■ PROMPT ■
Only the lines from the beginning of the data below through the line that contains "#[derive(Debug, Clone, Copy, Default, PartialEq, Eq, Hash)]" should be repeated, exactly as written.

■ Collected data ■
=== Section Start ===

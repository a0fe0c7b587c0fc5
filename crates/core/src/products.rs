//! Products

use std::{fmt, str::FromStr};

use thiserror::Error;

/// Stock at or below which a product counts as low stock.
pub const LOW_STOCK_THRESHOLD: u64 = 10;

/// Errors parsing product values.
#[derive(Debug, Error, PartialEq, Eq)]
pub enum ProductError {
    /// Unknown status string.
    #[error("unknown product status: {0}")]
    UnknownStatus(String),
}

/// Catalogue status of a product. Only active products can be listed or added to carts.
#[derive(Debug, Clone, Copy, Default, PartialEq, Eq, Hash)]
pub enum ProductStatus {
    /// Visible and purchasable.
    #[default]
    Active,

    /// Hidden from the catalogue.
    Inactive,

    /// Retired.
    Archived,
}

impl ProductStatus {
    /// Persisted/wire name of the status.
    pub fn as_str(self) -> &'static str {
        match self {
            ProductStatus::Active => "active",
            ProductStatus::Inactive => "inactive",
            ProductStatus::Archived => "archived",
        }
    }

    /// Whether the product can be sold.
    pub fn is_active(self) -> bool {
        self == ProductStatus::Active
    }
}

impl fmt::Display for ProductStatus {
    fn fmt(&self, f: &mut fmt::Formatter<'_>) -> fmt::Result {
        f.write_str(self.as_str())
    }
}

impl FromStr for ProductStatus {
    type Err = ProductError;

    fn from_str(s: &str) -> Result<Self, Self::Err> {
        match s {
            "active" => Ok(ProductStatus::Active),
            "inactive" => Ok(ProductStatus::Inactive),
            "archived" => Ok(ProductStatus::Archived),
            other => Err(ProductError::UnknownStatus(other.to_string())),
        }
    }
}

/// Whole percent saved against the compare-at price, rounded half up.
///
/// Zero when there is no compare-at price or it does not exceed the price.
pub fn discount_percentage(price: u64, compare_price: Option<u64>) -> u64 {
    match compare_price {
        Some(compare) if compare > price => {
            let saved = u128::from(compare - price);
            let compare = u128::from(compare);

            // (saved * 100 + compare / 2) / compare, in integers
            let percent = (saved * 100 + compare / 2) / compare;

            u64::try_from(percent).unwrap_or(100)
        }
        _ => 0,
    }
}

/// Whether the product can be bought. Untracked products are always in stock.
pub fn in_stock(stock: u64, track_quantity: bool) -> bool {
    !track_quantity || stock > 0
}

/// Whether tracked stock has dropped to the low stock threshold.
pub fn is_low_stock(stock: u64, track_quantity: bool) -> bool {
    track_quantity && stock <= LOW_STOCK_THRESHOLD
}

/// Whether stock covers `quantity` units. Untracked products cover any quantity.
pub fn covers_quantity(stock: u64, track_quantity: bool, quantity: u64) -> bool {
    !track_quantity || stock >= quantity
}

#[cfg(test)]
mod tests {
    use testresult::TestResult;

    use super::*;

    #[test]
    fn discount_percentage_rounds() {
        assert_eq!(discount_percentage(75_00, Some(100_00)), 25);
        // 1/3 saved
        assert_eq!(discount_percentage(20_00, Some(30_00)), 33);
        // 2/3 saved
        assert_eq!(discount_percentage(10_00, Some(30_00)), 67);
        // 12.5% rounds up
        assert_eq!(discount_percentage(87_50, Some(100_00)), 13);
    }

    #[test]
    fn discount_percentage_without_saving_is_zero() {
        assert_eq!(discount_percentage(10_00, None), 0);
        assert_eq!(discount_percentage(10_00, Some(10_00)), 0);
        assert_eq!(discount_percentage(10_00, Some(5_00)), 0);
    }

    #[test]
    fn stock_flags() {
        assert!(!in_stock(0, true));
        assert!(in_stock(1, true));
        assert!(is_low_stock(10, true));
        assert!(!is_low_stock(11, true));
    }

    #[test]
    fn untracked_stock_is_never_short() {
        assert!(in_stock(0, false));
        assert!(!is_low_stock(0, false));
        assert!(covers_quantity(0, false, 50));
        assert!(!covers_quantity(2, true, 3));
        assert!(covers_quantity(3, true, 3));
    }

    #[test]
    fn status_parses() -> TestResult {
        assert_eq!("archived".parse::<ProductStatus>()?, ProductStatus::Archived);
        assert!(ProductStatus::Active.is_active());
        assert!(!ProductStatus::Inactive.is_active());
        assert!("deleted".parse::<ProductStatus>().is_err());

        Ok(())
    }
}
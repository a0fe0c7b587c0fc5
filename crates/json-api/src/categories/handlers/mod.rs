//! Category Handlers

pub(crate) mod create;
pub(crate) mod index;
pub(crate) mod tree;
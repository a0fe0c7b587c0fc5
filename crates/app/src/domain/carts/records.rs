//! Cart Records

use std::fmt;

use jiff::Timestamp;
use storefront::{coupons::Coupon, items::Variant, pricing::CartTotals};

use crate::{
    domain::{products::records::ProductUuid, users::records::UserUuid},
    uuids::TypedUuid,
};

/// Cart UUID
pub type CartUuid = TypedUuid<CartRecord>;

/// Cart Record
#[derive(Debug, Clone)]
pub struct CartRecord {
    pub uuid: CartUuid,
    pub user: UserUuid,
    pub items: Vec<CartItemRecord>,
    pub coupon: Option<Coupon>,

    /// Derived figures as of the last mutation.
    pub totals: CartTotals,
    pub created_at: Timestamp,
    pub updated_at: Timestamp,
}

/// Cart Item UUID
pub type CartItemUuid = TypedUuid<CartItemRecord>;

/// Cart Item Record
#[derive(Debug, Clone)]
pub struct CartItemRecord {
    pub uuid: CartItemUuid,
    pub product: ProductUuid,
    pub variant: Variant,
    pub quantity: u32,

    /// Unit price captured when the product was last added.
    pub unit_price: u64,
    pub created_at: Timestamp,
    pub updated_at: Timestamp,
}

/// Why a cart line can no longer be checked out.
#[derive(Debug, Clone, Copy, PartialEq, Eq)]
pub enum InvalidItemReason {
    /// The product was deleted or is no longer active.
    Unavailable,

    /// Fewer units are in stock than the line requests.
    InsufficientStock,
}

/// A cart line that failed validation.
#[derive(Debug, Clone, PartialEq, Eq)]
pub struct InvalidCartItem {
    pub item: CartItemUuid,
    pub reason: InvalidItemReason,

    /// Units still in stock, for [`InvalidItemReason::InsufficientStock`].
    pub available_stock: Option<u64>,
}

impl fmt::Display for InvalidCartItem {
    fn fmt(&self, f: &mut fmt::Formatter<'_>) -> fmt::Result {
        match (self.reason, self.available_stock) {
            (InvalidItemReason::InsufficientStock, Some(stock)) => {
                write!(f, "Only {stock} items in stock")
            }
            (InvalidItemReason::InsufficientStock, None) => f.write_str("Not enough stock"),
            (InvalidItemReason::Unavailable, _) => f.write_str("Product no longer available"),
        }
    }
}
//! Cart Errors

use salvo::http::StatusError;
use tracing::{error, warn};

use storefront_app::domain::carts::CartsServiceError;

use crate::envelope::validation_failed;

pub(crate) fn into_status_error(error: CartsServiceError) -> StatusError {
    match error {
        CartsServiceError::NotFound => StatusError::not_found().brief("Cart not found"),
        CartsServiceError::ItemNotFound => {
            StatusError::not_found().brief("Item not found in cart")
        }
        CartsServiceError::ProductUnavailable => {
            StatusError::not_found().brief("Product not found")
        }
        CartsServiceError::InvalidQuantity => {
            validation_failed(vec!["Quantity must be at least 1".to_string()])
        }
        CartsServiceError::InvalidCoupon(source) => validation_failed(vec![source.to_string()]),
        CartsServiceError::Pricing(source) => {
            warn!("failed to price cart: {source}");

            StatusError::unprocessable_entity().brief("Cart totals could not be calculated")
        }
        CartsServiceError::AlreadyExists => StatusError::conflict().brief("Cart already exists"),
        CartsServiceError::InvalidReference
        | CartsServiceError::MissingRequiredData
        | CartsServiceError::InvalidData => {
            StatusError::bad_request().brief("Invalid cart payload")
        }
        CartsServiceError::Sql(source) => {
            error!("carts storage error: {source}");

            StatusError::internal_server_error().brief("Internal server error")
        }
    }
}
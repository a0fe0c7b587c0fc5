//! Minor unit conversions between domain values and `BIGINT` columns.

use sqlx::{Row, postgres::PgRow};

pub(crate) fn encode_amount(amount: u64) -> Result<i64, sqlx::Error> {
    i64::try_from(amount).map_err(|e| sqlx::Error::Encode(Box::new(e)))
}

pub(crate) fn decode_amount(column: &str, amount: i64) -> Result<u64, sqlx::Error> {
    u64::try_from(amount).map_err(|e| sqlx::Error::ColumnDecode {
        index: column.to_string(),
        source: Box::new(e),
    })
}

pub(crate) fn try_get_amount(row: &PgRow, column: &str) -> Result<u64, sqlx::Error> {
    decode_amount(column, row.try_get(column)?)
}

pub(crate) fn try_get_optional_amount(
    row: &PgRow,
    column: &str,
) -> Result<Option<u64>, sqlx::Error> {
    row.try_get::<Option<i64>, _>(column)?
        .map(|amount| decode_amount(column, amount))
        .transpose()
}
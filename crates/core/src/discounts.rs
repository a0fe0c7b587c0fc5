//! Discount utilities
//!
//! Percentage arithmetic over minor units, shared by tax and coupon calculations.

use decimal_percentage::Percentage;
use rust_decimal::{
    Decimal, RoundingStrategy,
    prelude::{FromPrimitive, ToPrimitive},
};
use thiserror::Error;

/// Errors specific to percentage calculations.
#[derive(Debug, Error, PartialEq, Eq)]
pub enum DiscountError {
    /// Percentage calculation could not be safely converted.
    #[error("percentage conversion overflowed or was not representable")]
    PercentConversion,
}

/// Calculate a percentage of a minor unit amount, rounded to the nearest minor unit.
///
/// Midpoints round away from zero, so `0.5` cents becomes `1` cent.
///
/// # Errors
///
/// Returns [`DiscountError::PercentConversion`] when the multiplication overflows or the
/// result cannot be represented as a `u64`.
pub fn percent_of_minor(percent: &Percentage, minor: u64) -> Result<u64, DiscountError> {
    // decimal_percentage does not expose the underlying Decimal
    fraction_of_minor((*percent) * Decimal::ONE, minor)
}

/// Calculate `points` percent (`15` meaning 15%) of a minor unit amount, rounded to the
/// nearest minor unit.
///
/// # Errors
///
/// Returns [`DiscountError::PercentConversion`] when the multiplication overflows or the
/// result cannot be represented as a `u64`.
pub fn percent_points_of_minor(points: Decimal, minor: u64) -> Result<u64, DiscountError> {
    let fraction = points
        .checked_div(Decimal::ONE_HUNDRED)
        .ok_or(DiscountError::PercentConversion)?;

    fraction_of_minor(fraction, minor)
}

fn fraction_of_minor(fraction: Decimal, minor: u64) -> Result<u64, DiscountError> {
    let minor = Decimal::from_u64(minor).ok_or(DiscountError::PercentConversion)?;

    fraction
        .checked_mul(minor)
        .ok_or(DiscountError::PercentConversion)?
        .round_dp_with_strategy(0, RoundingStrategy::MidpointAwayFromZero)
        .to_u64()
        .ok_or(DiscountError::PercentConversion)
}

=== Section End ===

■ YOUR RESPONSE ■
repository a0fe0c7b587c0fc5
filename crates/core/src/products.rs
//! Products

use std::{fmt, str::FromStr};

use thiserror::Error;

/// Stock at or below which a product counts as low stock.
pub const LOW_STOCK_THRESHOLD: u64 = 10;

/// Errors parsing product values.
#[derive(Debug, Error, PartialEq, Eq)]
pub enum ProductError {
    /// Unknown status string.
    #[error("unknown product status: {0}")]
    UnknownStatus(String),
}

/// Catalogue status of a product. Only active products can be listed or added to carts.
#[derive(Debug, Clone, Copy, Default, PartialEq, Eq, Hash)]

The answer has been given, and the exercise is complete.